WORK REQUIRED :: Each record below must be written out exactly as given.

RECORDS TO USE ::

****************************************

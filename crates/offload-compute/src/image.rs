//! Single-channel sample grid used by the rotation kernel.

use crate::{ComputeError, ComputeResult};

/// Image stored as a flat row-major `f32` grid.
///
/// Sample `(row, col)` lives at `row * cols + col`.
#[derive(Clone, PartialEq)]
pub struct ImageGrid {
    /// Raw samples.
    pub(crate) data: Vec<f32>,
    /// Number of rows (height).
    pub rows: usize,
    /// Number of columns (width).
    pub cols: usize,
}

impl ImageGrid {
    /// Create from f32 data.
    pub fn from_f32(data: Vec<f32>, rows: usize, cols: usize) -> ComputeResult<Self> {
        let expected = rows
            .checked_mul(cols)
            .ok_or_else(|| ComputeError::InvalidArgument(format!("grid {rows}x{cols} overflows")))?;
        if data.len() != expected {
            return Err(ComputeError::BufferSizeMismatch {
                expected,
                actual: data.len(),
            });
        }
        Ok(Self { data, rows, cols })
    }

    /// Create a grid with every sample set to `value`.
    pub fn filled(rows: usize, cols: usize, value: f32) -> Self {
        Self {
            data: vec![value; rows * cols],
            rows,
            cols,
        }
    }

    /// Get sample data.
    pub fn data(&self) -> &[f32] {
        &self.data
    }

    /// Get mutable sample data.
    pub fn data_mut(&mut self) -> &mut [f32] {
        &mut self.data
    }

    /// Consume the grid and return its samples.
    pub fn into_data(self) -> Vec<f32> {
        self.data
    }

    /// Flat index of `(row, col)`.
    #[inline]
    pub fn index(&self, row: usize, col: usize) -> usize {
        row * self.cols + col
    }

    /// Sample at `(row, col)`, or `None` outside the grid.
    pub fn get(&self, row: usize, col: usize) -> Option<f32> {
        if row < self.rows && col < self.cols {
            Some(self.data[self.index(row, col)])
        } else {
            None
        }
    }

    /// Number of samples.
    pub fn len(&self) -> usize {
        self.data.len()
    }

    /// True when the grid has no samples.
    pub fn is_empty(&self) -> bool {
        self.data.is_empty()
    }
}

impl std::fmt::Debug for ImageGrid {
    fn fmt(&self, f: &mut std::fmt::Formatter<'_>) -> std::fmt::Result {
        f.debug_struct("ImageGrid")
            .field("rows", &self.rows)
            .field("cols", &self.cols)
            .field("samples", &self.data.len())
            .finish()
    }
}

#[cfg(test)]
mod tests {
    use super::*;

    #[test]
    fn test_from_f32_size_check() {
        let err = ImageGrid::from_f32(vec![0.0; 5], 2, 3).unwrap_err();
        assert!(matches!(err, ComputeError::BufferSizeMismatch { expected: 6, actual: 5 }));
    }

    #[test]
    fn test_row_major_addressing() {
        let grid = ImageGrid::from_f32((0..6).map(|v| v as f32).collect(), 2, 3).unwrap();
        assert_eq!(grid.index(1, 2), 5);
        assert_eq!(grid.get(1, 0), Some(3.0));
        assert_eq!(grid.get(2, 0), None);
        assert_eq!(grid.get(0, 3), None);
    }
}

****************************************

EXERCISE OUTPUT ::
filename crates/offload-compute/src/image.rs
//! Single-channel sample grid used by the rotation kernel.

use crate::{ComputeError, ComputeResult};

/// Image stored as a flat row-major `f32` grid.
///
/// Sample `(row, col)` lives at `row * cols + col`.
#[derive(Clone, PartialEq)]
pub struct ImageGrid {
    /// Raw samples.
    pub(crate) data: Vec<f32>,
    /// Number of rows (height).
    pub rows: usize,
    /// Number of columns (width).
    pub cols: usize,
}

impl ImageGrid {
    /// Create from f32 data.
    pub fn from_f32(data: Vec<f32>, rows: usize, cols: usize) -> ComputeResult<Self> {
        let expected = rows
            .checked_mul(cols)
            .ok_or_else(|| ComputeError::InvalidArgument(format!("grid {rows}x{cols} overflows")))?;
        if data.len() != expected {
            return Err(ComputeError::BufferSizeMismatch {
                expected,
                actual: data.len(),
            });
        }
        Ok(Self { data, rows, cols })
    }

    /// Create a grid with every sample set to `value`.
    pub fn filled(rows: usize, cols: usize, value: f32) -> Self {
        Self {
            data: vec![value; rows * cols],
            rows,
            cols,
        }
    }

    /// Get sample data.
    pub fn data(&self) -> &[f32] {
        &self.data
    }

    /// Get mutable sample data.
    pub fn data_mut(&mut self) -> &mut [f32] {
        &mut self.data
    }

    /// Consume the grid and return its samples.
    pub fn into_data(self) -> Vec<f32> {
        self.data
    }

    /// Flat index of `(row, col)`.
    #[inline]
    pub fn index(&self, row: usize, col: usize) -> usize {
        row * self.cols + col
    }

    /// Sample at `(row, col)`, or `None` outside the grid.
    pub fn get(&self, row: usize, col: usize) -> Option<f32> {
        if row < self.rows && col < self.cols {
            Some(self.data[self.index(row, col)])
        } else {
            None
        }
    }

    /// Number of samples.
    pub fn len(&self) -> usize {
        self.data.len()
    }

    /// True when the grid has no samples.
    pub fn is_empty(&self) -> bool {
        self.data.is_empty()
    }
}

impl std::fmt::Debug for ImageGrid {
    fn fmt(&self, f: &mut std::fmt::Formatter<'_>) -> std::fmt::Result {
        f.debug_struct("ImageGrid")
            .field("rows", &self.rows)
            .field("cols", &self.cols)
            .field("samples", &self.data.len())
            .finish()
    }
}

#[cfg(test)]
mod tests {
    use super::*;

    #[test]
    fn test_from_f32_size_check() {
        let err = ImageGrid::from_f32(vec![0.0; 5], 2, 3).unwrap_err();
        assert!(matches!(err, ComputeError::BufferSizeMismatch { expected: 6, actual: 5 }));
    }

    #[test]
    fn test_row_major_addressing() {
        let grid = ImageGrid::from_f32((0..6).map(|v| v as f32).collect(), 2, 3).unwrap();
        assert_eq!(grid.index(1, 2), 5);
        assert_eq!(grid.get(1, 0), Some(3.0));
        assert_eq!(grid.get(2, 0), None);
        assert_eq!(grid.get(0, 3), None);
    }
}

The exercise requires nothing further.